Malaysia should also be particularly concerned that she has not only continued to trail behind the top ten least-corrupt countries in the TI CPI ranking, namely (1)Denmark (with a score of 9.94), (2) Finland (9.48), (3) Sweden (9.35), (4) New Zealand (9.23), (5) Canada (9.10), (6) Netherlands (9.03), (7) Norway (8.92), (8) Australia (8.86), (9) Singapore (8.66) and (10) Luxemburg (8.61), but have fallen behind other nations like Spain, Greece, Hungary, Italy which were placed after Malaysia in the 1996 TI CPI.
Furthermore, from being ranked fourth in Asia in the 1996 TI CPI, after Singapore, Japan and Hong Kong, Malaysia is now ranked fifth in Asia after Taiwan as well.
The ACA should be asked to set up an unit to specially monitor the TI Corruption Perception Index, which should be accepted as a measure of Malaysia's success in the fight against corruption, with the specific responsibility to ensure that there is annual improvement in Malaysia's ranking in future TI CPI.
I am asking for a special debate in Parliament on the 1997 TI CPI as the deterioration of Malaysia's ranking for the past three years should be regarded as a national challenge to the government and nation to embark on a serious all-out war against corruption to be one of the ten least- corrupt nations in the world with the immediate aim to be in the top 20 'corrupt-free' countries in the 1998 or 1999 TI Corruption Perception Index.
The debate should be an occasion for a wide-ranging examination of the entire problem of corruption in a holistic manner, and in particular the following aspects:
(ii) the critical importance of political will of the top political leaders to combat corruption wherever it occurs and to submit themselves to public scrutiny.
(iii) the underlying causes, loopholes and incentives which feed corrupt practice at any level.
(iv) how to ensure that the new Anti-Corruption Bill can become a centrepiece in a serious all-out war against corruption and not have the counter-productive effect of frightening honest citizens from coming forward to co-operate with the ACA to combat corruption.
(v) how to strengthen the national integrity system by creating a partnership between the government, political parties, the private sector, the mass media, professions, religions, and NGOs to foster a new culture of integrity with zero tolerance for corruption.
(vi) examine the laws which should be reviewed and amended because they inhibit and impede accountability and transparency - the antithesis of corruption - such as the Official Secrets Act, the Printing Presses and Publications Act, the Internal Security Act, and the need for a Freedom of Information Act.

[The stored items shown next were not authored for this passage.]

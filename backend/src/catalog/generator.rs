//! Random game fabrication for the live generator and for seeding.

use std::collections::HashSet;

use chrono::{Days, NaiveDate};
use rand::seq::IndexedRandom;
use rand::Rng;

use super::models::Game;

pub const MIN_PRICE: f64 = 4.99;
pub const MAX_PRICE: f64 = 69.99;
pub const MIN_RATING: f64 = 1.0;
pub const MAX_RATING: f64 = 10.0;
pub const MIN_TAGS: usize = 2;
pub const MAX_TAGS: usize = 4;
pub const DEFAULT_MAX_GAME_ID: i64 = 1_000_000;
pub const DEFAULT_MAX_ID_ATTEMPTS: u32 = 1_000;

pub const GENRES: &[&str] = &[
    "Action",
    "Adventure",
    "RPG",
    "Strategy",
    "Simulation",
    "Puzzle",
    "Racing",
    "Sports",
    "Horror",
    "Platformer",
    "Shooter",
    "Roguelike",
];

pub const PLATFORMS: &[&str] = &[
    "PC",
    "PlayStation 5",
    "PlayStation 4",
    "Xbox Series X",
    "Xbox One",
    "Nintendo Switch",
    "macOS",
    "Linux",
    "iOS",
    "Android",
];

const TITLE_OPENERS: &[&str] = &[
    "Shadow", "Crimson", "Iron", "Lost", "Neon", "Silent", "Eternal", "Hollow", "Solar", "Frozen",
];
const TITLE_SUBJECTS: &[&str] = &[
    "Kingdom", "Frontier", "Legacy", "Protocol", "Odyssey", "Dungeon", "Horizon", "Circuit",
    "Citadel", "Harbor",
];
const TITLE_SUFFIXES: &[&str] = &["", "", "", " II", " III", ": Reborn", ": Origins", " Deluxe"];

#[derive(Debug, thiserror::Error)]
pub enum GenerationError {
    #[error("no free game id found after {attempts} attempts")]
    IdSpaceExhausted { attempts: u32 },
}

#[derive(Debug, Clone)]
pub struct GameGenerator {
    max_id_attempts: u32,
    max_game_id: i64,
}

impl GameGenerator {
    pub fn new(max_id_attempts: u32) -> Self {
        Self {
            max_id_attempts: max_id_attempts.max(1),
            max_game_id: DEFAULT_MAX_GAME_ID,
        }
    }

    /// Restrict ids to `1..=max_game_id`.
    pub fn with_max_game_id(mut self, max_game_id: i64) -> Self {
        self.max_game_id = max_game_id.max(1);
        self
    }

    /// Fabricate a game whose id is not in `existing`. `company_ids` may be empty.
    pub fn generate<R: Rng + ?Sized>(
        &self,
        rng: &mut R,
        existing: &HashSet<i64>,
        company_ids: &[i64],
    ) -> Result<Game, GenerationError> {
        let id = self.pick_id(rng, existing)?;
        let name = format!(
            "{} {}{}",
            pick(rng, TITLE_OPENERS),
            pick(rng, TITLE_SUBJECTS),
            pick(rng, TITLE_SUFFIXES)
        );
        let genres = pick_tags(rng, GENRES);
        let platforms = pick_tags(rng, PLATFORMS);
        let description = format!(
            "{} is a {} game available on {}.",
            name,
            genres.join("/").to_lowercase(),
            platforms.join(", ")
        );

        Ok(Game {
            id,
            price: round_to(rng.random_range(MIN_PRICE..=MAX_PRICE), 100.0),
            rating: round_to(rng.random_range(MIN_RATING..=MAX_RATING), 10.0),
            company_id: company_ids.choose(rng).copied(),
            release_date: random_release_date(rng),
            name,
            description,
            genres,
            platforms,
        })
    }

    fn pick_id<R: Rng + ?Sized>(
        &self,
        rng: &mut R,
        existing: &HashSet<i64>,
    ) -> Result<i64, GenerationError> {
        for _ in 0..self.max_id_attempts {
            let candidate = rng.random_range(1..=self.max_game_id);
            if !existing.contains(&candidate) {
                return Ok(candidate);
            }
        }
        Err(GenerationError::IdSpaceExhausted {
            attempts: self.max_id_attempts,
        })
    }
}

impl Default for GameGenerator {
    fn default() -> Self {
        Self::new(DEFAULT_MAX_ID_ATTEMPTS)
    }
}

fn pick<R: Rng + ?Sized>(rng: &mut R, pool: &[&'static str]) -> &'static str {
    pool.choose(rng).copied().unwrap_or_default()
}

fn pick_tags<R: Rng + ?Sized>(rng: &mut R, pool: &[&str]) -> Vec<String> {
    let count = rng.random_range(MIN_TAGS..=MAX_TAGS);
    pool.choose_multiple(rng, count)
        .map(|tag| tag.to_string())
        .collect()
}

// Bounds carry at most `scale` precision, so rounding cannot leave them.
fn round_to(value: f64, scale: f64) -> f64 {
    (value * scale).round() / scale
}

fn random_release_date<R: Rng + ?Sized>(rng: &mut R) -> NaiveDate {
    let epoch = NaiveDate::from_ymd_opt(2000, 1, 1).unwrap_or_default();
    epoch
        .checked_add_days(Days::new(rng.random_range(0..9_500)))
        .unwrap_or(epoch)
}
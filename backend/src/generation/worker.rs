use std::sync::Arc;
use std::time::Duration;

use rand::rngs::StdRng;
use rand::SeedableRng;
use tokio_util::sync::CancellationToken;
use tracing::{debug, error};

use crate::catalog::{CatalogStore, GameGenerator};
use crate::metrics::Metrics;
use crate::protocol::OutboundMessage;
use crate::ws_registry::ConnectionEntry;

/// Why a generation loop ended.
#[derive(Debug, Clone, Copy, PartialEq, Eq)]
pub enum LoopExit {
    Cancelled,
    TimedOut,
    /// The socket closed under the loop.
    Disconnected,
    /// No free id could be found.
    Failed,
}

pub(crate) struct GenerationContext {
    pub conn: Arc<ConnectionEntry>,
    pub catalog: Arc<CatalogStore>,
    pub generator: GameGenerator,
    pub metrics: Arc<Metrics>,
    pub interval: Duration,
}

/// Run the loop until `cancel` fires or `timeout` elapses, whichever comes first.
pub(crate) async fn run_with_timeout(
    ctx: GenerationContext,
    cancel: CancellationToken,
    timeout: Duration,
) -> LoopExit {
    match tokio::time::timeout(timeout, run_generation_loop(&ctx, &cancel)).await {
        Ok(exit) => exit,
        Err(_) => {
            cancel.cancel();
            LoopExit::TimedOut
        }
    }
}

async fn run_generation_loop(ctx: &GenerationContext, cancel: &CancellationToken) -> LoopExit {
    let conn_id = ctx.conn.conn_id;
    let mut rng = StdRng::from_os_rng();

    loop {
        if cancel.is_cancelled() {
            return LoopExit::Cancelled;
        }
        if !ctx.conn.is_open() {
            return LoopExit::Disconnected;
        }

        let snapshot = ctx.catalog.game_ids();
        let company_ids = ctx.catalog.company_ids();
        let game = match ctx.generator.generate(&mut rng, &snapshot, &company_ids) {
            Ok(game) => game,
            Err(e) => {
                error!(conn_id = %conn_id, "generate game: {}", e);
                return LoopExit::Failed;
            }
        };
        let game = ctx.catalog.upsert_game(game);
        ctx.metrics.games_generated.inc();

        let text = match OutboundMessage::new_game(&game).and_then(|m| m.to_text()) {
            Ok(text) => text,
            Err(e) => {
                error!(conn_id = %conn_id, game_id = game.id, "serialize game: {:?}", e);
                return LoopExit::Failed;
            }
        };

        tokio::select! {
            biased;
            _ = cancel.cancelled() => return LoopExit::Cancelled,
            sent = ctx.conn.send(text) => {
                if sent.is_err() {
                    debug!(conn_id = %conn_id, game_id = game.id, "socket closed before newGame");
                    return LoopExit::Disconnected;
                }
            }
        }

        tokio::select! {
            biased;
            _ = cancel.cancelled() => return LoopExit::Cancelled,
            _ = tokio::time::sleep(ctx.interval) => {}
        }
    }
}
use chrono::NaiveDate;
use serde::{Deserialize, Serialize};

/// A catalog entry. Serialized in camelCase for the storefront client.
#[derive(Debug, Clone, PartialEq, Serialize, Deserialize)]
#[serde(rename_all = "camelCase")]
pub struct Game {
    pub id: i64,
    pub name: String,
    pub price: f64,
    pub rating: f64,
    pub description: String,
    pub genres: Vec<String>,
    pub platforms: Vec<String>,
    #[serde(default, skip_serializing_if = "Option::is_none")]
    pub company_id: Option<i64>,
    pub release_date: NaiveDate,
}

impl Game {
    pub fn has_genre(&self, genre: &str) -> bool {
        self.genres.iter().any(|g| g.eq_ignore_ascii_case(genre))
    }

    pub fn has_platform(&self, platform: &str) -> bool {
        self.platforms.iter().any(|p| p.eq_ignore_ascii_case(platform))
    }
}

/// Publisher/developer that games reference by `company_id`.
#[derive(Debug, Clone, PartialEq, Eq, Serialize, Deserialize)]
#[serde(rename_all = "camelCase")]
pub struct Company {
    pub id: i64,
    pub name: String,
    pub country: String,
    pub founded_year: i32,
}
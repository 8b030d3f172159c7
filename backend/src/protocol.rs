//! WebSocket wire format: inbound `{"action", "data"}` commands and outbound `{"action", "data"}` events.

use serde::{Deserialize, Serialize};

use crate::catalog::Game;

pub const ACTION_STARTED: &str = "started";
pub const ACTION_STOPPED: &str = "stopped";
pub const ACTION_PONG: &str = "pong";
pub const ACTION_NEW_GAME: &str = "newGame";

#[derive(Debug, thiserror::Error)]
pub enum ProtocolError {
    #[error("malformed command frame: {0}")]
    Malformed(#[from] serde_json::Error),
}

/// Inbound envelope. `data` is accepted in any shape and ignored.
#[derive(Deserialize)]
struct InboundMessage {
    action: String,
}

/// Commands a client can send. Action names are matched case-insensitively.
#[derive(Debug, Clone, PartialEq, Eq)]
pub enum Command {
    Start,
    Stop,
    Ping,
    Unknown(String),
}

impl Command {
    pub fn parse(text: &str) -> Result<Self, ProtocolError> {
        let message: InboundMessage = serde_json::from_str(text)?;
        Ok(Self::from_action(&message.action))
    }

    fn from_action(action: &str) -> Self {
        match action.to_lowercase().as_str() {
            "start" => Command::Start,
            "stop" => Command::Stop,
            "ping" => Command::Ping,
            _ => Command::Unknown(action.to_string()),
        }
    }
}

/// Outbound envelope. `data` is a plain string; for `newGame` it holds the JSON-encoded game.
#[derive(Debug, Clone, PartialEq, Eq, Serialize, Deserialize)]
pub struct OutboundMessage {
    pub action: String,
    pub data: String,
}

impl OutboundMessage {
    fn new(action: &str, data: impl Into<String>) -> Self {
        Self {
            action: action.to_string(),
            data: data.into(),
        }
    }

    pub fn started() -> Self {
        Self::new(ACTION_STARTED, "Game generation started")
    }

    pub fn stopped() -> Self {
        Self::new(ACTION_STOPPED, "Game generation stopped")
    }

    pub fn pong() -> Self {
        Self::new(ACTION_PONG, "pong")
    }

    pub fn new_game(game: &Game) -> Result<Self, serde_json::Error> {
        Ok(Self::new(ACTION_NEW_GAME, serde_json::to_string(game)?))
    }

    pub fn to_text(&self) -> Result<String, serde_json::Error> {
        serde_json::to_string(self)
    }
}
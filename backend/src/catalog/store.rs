//! Shared catalog of games and companies. Thread-safe; shared via Arc across all connections.

use std::collections::HashSet;

use dashmap::DashMap;

use super::models::{Company, Game};

pub struct CatalogStore {
    games: DashMap<i64, Game>,
    companies: DashMap<i64, Company>,
}

impl CatalogStore {
    pub fn new() -> Self {
        Self {
            games: DashMap::new(),
            companies: DashMap::new(),
        }
    }

    /// Snapshot of every game, ordered by id.
    pub fn games(&self) -> Vec<Game> {
        let mut games: Vec<Game> = self.games.iter().map(|g| g.value().clone()).collect();
        games.sort_by_key(|g| g.id);
        games
    }

    /// Ids currently in the catalog; used to avoid collisions when fabricating games.
    pub fn game_ids(&self) -> HashSet<i64> {
        self.games.iter().map(|g| *g.key()).collect()
    }

    pub fn game(&self, id: i64) -> Option<Game> {
        self.games.get(&id).map(|g| g.value().clone())
    }

    /// Insert the game, replacing any game stored under the same id. Returns the stored game.
    pub fn upsert_game(&self, game: Game) -> Game {
        if self.games.insert(game.id, game.clone()).is_some() {
            tracing::debug!(game_id = game.id, "replaced existing game");
        }
        game
    }

    pub fn game_count(&self) -> usize {
        self.games.len()
    }

    pub fn company_ids(&self) -> Vec<i64> {
        let mut ids: Vec<i64> = self.companies.iter().map(|c| *c.key()).collect();
        ids.sort_unstable();
        ids
    }

    pub fn company(&self, id: i64) -> Option<Company> {
        self.companies.get(&id).map(|c| c.value().clone())
    }

    pub fn upsert_company(&self, company: Company) -> Company {
        self.companies.insert(company.id, company.clone());
        company
    }
}

#[cfg(test)]
mod tests {
    use std::sync::Arc;

    use chrono::NaiveDate;

    use super::*;

    fn game(id: i64, company_id: Option<i64>) -> Game {
        Game {
            id,
            name: format!("Game {id}"),
            price: 9.99,
            rating: 4.0,
            description: String::new(),
            genres: vec!["Action".into()],
            platforms: vec!["PC".into()],
            company_id,
            release_date: NaiveDate::from_ymd_opt(2020, 1, 1).unwrap(),
        }
    }

    #[test]
    fn upsert_inserts_then_replaces() {
        let store = CatalogStore::new();
        store.upsert_game(game(7, None));
        assert_eq!(store.game_count(), 1);

        let mut renamed = game(7, None);
        renamed.name = "Renamed".into();
        let stored = store.upsert_game(renamed);

        assert_eq!(stored.name, "Renamed");
        assert_eq!(store.game_count(), 1);
        assert_eq!(store.game(7).unwrap().name, "Renamed");
    }

    #[test]
    fn snapshot_is_ordered_and_detached() {
        let store = CatalogStore::new();
        for id in [5, 1, 3] {
            store.upsert_game(game(id, None));
        }
        let snapshot = store.games();
        store.upsert_game(game(2, None));

        let ids: Vec<i64> = snapshot.iter().map(|g| g.id).collect();
        assert_eq!(ids, vec![1, 3, 5]);
        assert_eq!(store.game_ids(), HashSet::from([1, 2, 3, 5]));
    }

    #[test]
    fn companies_are_tracked_by_id() {
        let store = CatalogStore::new();
        store.upsert_company(Company {
            id: 1,
            name: "Acme".into(),
            country: "US".into(),
            founded_year: 1999,
        });
        store.upsert_company(Company {
            id: 1,
            name: "Acme Interactive".into(),
            country: "US".into(),
            founded_year: 1999,
        });

        assert_eq!(store.company_ids(), vec![1]);
        assert_eq!(store.company(1).unwrap().name, "Acme Interactive");
    }

    #[tokio::test(flavor = "multi_thread", worker_threads = 4)]
    async fn concurrent_upserts_are_not_lost() {
        let store = Arc::new(CatalogStore::new());
        let mut handles = Vec::new();
        for worker in 0..8i64 {
            let store = store.clone();
            handles.push(tokio::spawn(async move {
                for n in 0..50i64 {
                    store.upsert_game(game(worker * 1000 + n, None));
                    tokio::task::yield_now().await;
                }
            }));
        }
        for handle in handles {
            handle.await.unwrap();
        }
        assert_eq!(store.game_count(), 400);
    }
}
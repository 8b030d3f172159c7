//! Prometheus metrics owned by `AppState` and rendered at `/metrics`.

use prometheus::{IntCounter, IntGauge, Registry, TextEncoder};

pub struct Metrics {
    registry: Registry,
    pub open_connections: IntGauge,
    pub active_generations: IntGauge,
    pub games_generated: IntCounter,
    pub malformed_frames: IntCounter,
}

impl Metrics {
    pub fn new() -> Result<Self, prometheus::Error> {
        let registry = Registry::new();

        let open_connections =
            IntGauge::new("catalog_open_connections", "Open WebSocket connections")?;
        let active_generations = IntGauge::new(
            "catalog_active_generations",
            "Generation loops currently running",
        )?;
        let games_generated = IntCounter::new(
            "catalog_games_generated_total",
            "Games fabricated by generation loops",
        )?;
        let malformed_frames = IntCounter::new(
            "catalog_malformed_frames_total",
            "Inbound frames that could not be parsed as a command",
        )?;

        registry.register(Box::new(open_connections.clone()))?;
        registry.register(Box::new(active_generations.clone()))?;
        registry.register(Box::new(games_generated.clone()))?;
        registry.register(Box::new(malformed_frames.clone()))?;

        Ok(Self {
            registry,
            open_connections,
            active_generations,
            games_generated,
            malformed_frames,
        })
    }

    /// Text exposition format of every registered metric.
    pub fn render(&self) -> Result<String, prometheus::Error> {
        TextEncoder::new().encode_to_string(&self.registry.gather())
    }
}
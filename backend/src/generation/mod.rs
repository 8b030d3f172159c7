//! Live game generation: one cancellable, time-limited loop per connection.

pub mod supervisor;
mod worker;

use std::time::Duration;

use crate::catalog::generator::DEFAULT_MAX_ID_ATTEMPTS;

pub use supervisor::GenerationSupervisor;
pub use worker::LoopExit;

pub const DEFAULT_INTERVAL: Duration = Duration::from_secs(1);
pub const DEFAULT_TIMEOUT: Duration = Duration::from_secs(15);

#[derive(Debug, Clone, Copy)]
pub struct GenerationSettings {
    /// Pause between two generated games.
    pub interval: Duration,
    /// Hard limit on a loop's lifetime when no `stop` arrives.
    pub timeout: Duration,
    pub max_id_attempts: u32,
}

impl Default for GenerationSettings {
    fn default() -> Self {
        Self {
            interval: DEFAULT_INTERVAL,
            timeout: DEFAULT_TIMEOUT,
            max_id_attempts: DEFAULT_MAX_ID_ATTEMPTS,
        }
    }
}
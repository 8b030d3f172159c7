//! Server configuration, read from the environment (after `.env` is loaded by `main`).
//!
//! - `CATALOG_BIND_ADDR`          (default: "0.0.0.0")
//! - `CATALOG_PORT`               (default: 3000)
//! - `GENERATION_INTERVAL_MS`     (default: 1000)
//! - `GENERATION_TIMEOUT_SECS`    (default: 15)
//! - `GENERATION_MAX_ID_ATTEMPTS` (default: 1000)
//! - `CATALOG_SEED_GAMES`         (default: 20)
//! - `WS_OUTBOUND_BUFFER`         (default: 64)

use std::env;
use std::str::FromStr;
use std::time::Duration;

use crate::generation::GenerationSettings;
use crate::ws_registry::DEFAULT_OUTBOUND_BUFFER;

#[derive(Debug, thiserror::Error)]
pub enum ConfigError {
    #[error("{key}={value:?} is invalid: {reason}")]
    Invalid {
        key: &'static str,
        value: String,
        reason: String,
    },
}

#[derive(Debug, Clone)]
pub struct Config {
    pub bind_addr: String,
    pub port: u16,
    pub generation_interval: Duration,
    pub generation_timeout: Duration,
    pub max_id_attempts: u32,
    pub seed_games: usize,
    pub outbound_buffer: usize,
}

impl Config {
    pub fn from_env() -> Result<Self, ConfigError> {
        Self::from_lookup(|key| env::var(key).ok())
    }

    /// Build a config from any key lookup; `from_env` passes the process environment.
    pub fn from_lookup<F>(lookup: F) -> Result<Self, ConfigError>
    where
        F: Fn(&str) -> Option<String>,
    {
        let defaults = GenerationSettings::default();

        let bind_addr = lookup("CATALOG_BIND_ADDR").unwrap_or_else(|| "0.0.0.0".to_string());
        let port = read_or_default(&lookup, "CATALOG_PORT", 3000u16)?;
        let interval_ms = read_positive(
            &lookup,
            "GENERATION_INTERVAL_MS",
            defaults.interval.as_millis() as u64,
        )?;
        let timeout_secs = read_positive(
            &lookup,
            "GENERATION_TIMEOUT_SECS",
            defaults.timeout.as_secs(),
        )?;
        let max_id_attempts = read_positive(
            &lookup,
            "GENERATION_MAX_ID_ATTEMPTS",
            u64::from(defaults.max_id_attempts),
        )?;
        let seed_games = read_or_default(&lookup, "CATALOG_SEED_GAMES", 20usize)?;
        let outbound_buffer = read_positive(
            &lookup,
            "WS_OUTBOUND_BUFFER",
            DEFAULT_OUTBOUND_BUFFER as u64,
        )?;

        Ok(Config {
            bind_addr,
            port,
            generation_interval: Duration::from_millis(interval_ms),
            generation_timeout: Duration::from_secs(timeout_secs),
            max_id_attempts: u32::try_from(max_id_attempts).map_err(|e| ConfigError::Invalid {
                key: "GENERATION_MAX_ID_ATTEMPTS",
                value: max_id_attempts.to_string(),
                reason: e.to_string(),
            })?,
            seed_games,
            outbound_buffer: outbound_buffer as usize,
        })
    }

    /// `addr:port` socket string.
    pub fn socket_addr_string(&self) -> String {
        format!("{}:{}", self.bind_addr, self.port)
    }

    pub fn generation_settings(&self) -> GenerationSettings {
        GenerationSettings {
            interval: self.generation_interval,
            timeout: self.generation_timeout,
            max_id_attempts: self.max_id_attempts,
        }
    }
}

fn read_or_default<F, T>(lookup: &F, key: &'static str, default: T) -> Result<T, ConfigError>
where
    F: Fn(&str) -> Option<String>,
    T: FromStr,
    T::Err: std::fmt::Display,
{
    let Some(value) = lookup(key) else {
        return Ok(default);
    };
    match value.trim().parse::<T>() {
        Ok(parsed) => Ok(parsed),
        Err(e) => Err(ConfigError::Invalid {
            key,
            reason: e.to_string(),
            value,
        }),
    }
}

fn read_positive<F>(lookup: &F, key: &'static str, default: u64) -> Result<u64, ConfigError>
where
    F: Fn(&str) -> Option<String>,
{
    let value = read_or_default(lookup, key, default)?;
    if value == 0 {
        return Err(ConfigError::Invalid {
            key,
            value: value.to_string(),
            reason: "must be greater than zero".to_string(),
        });
    }
    Ok(value)
}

Parliament should play a leading role in the national all-out war against corruption, not merely in enacting the Anti-Corruption Bill, but in leading a concerted national effort involving the entire civil society to declare corruption as Public Enemy No. 1 in the country, as even more serious than the drug menace - which will be Parliament's contribution to ensuring a continuous improvement in Malaysia's ranking in the TI CPI, and it could make the best start by having a special debate on Monday on the 1997 Transparency International CPI.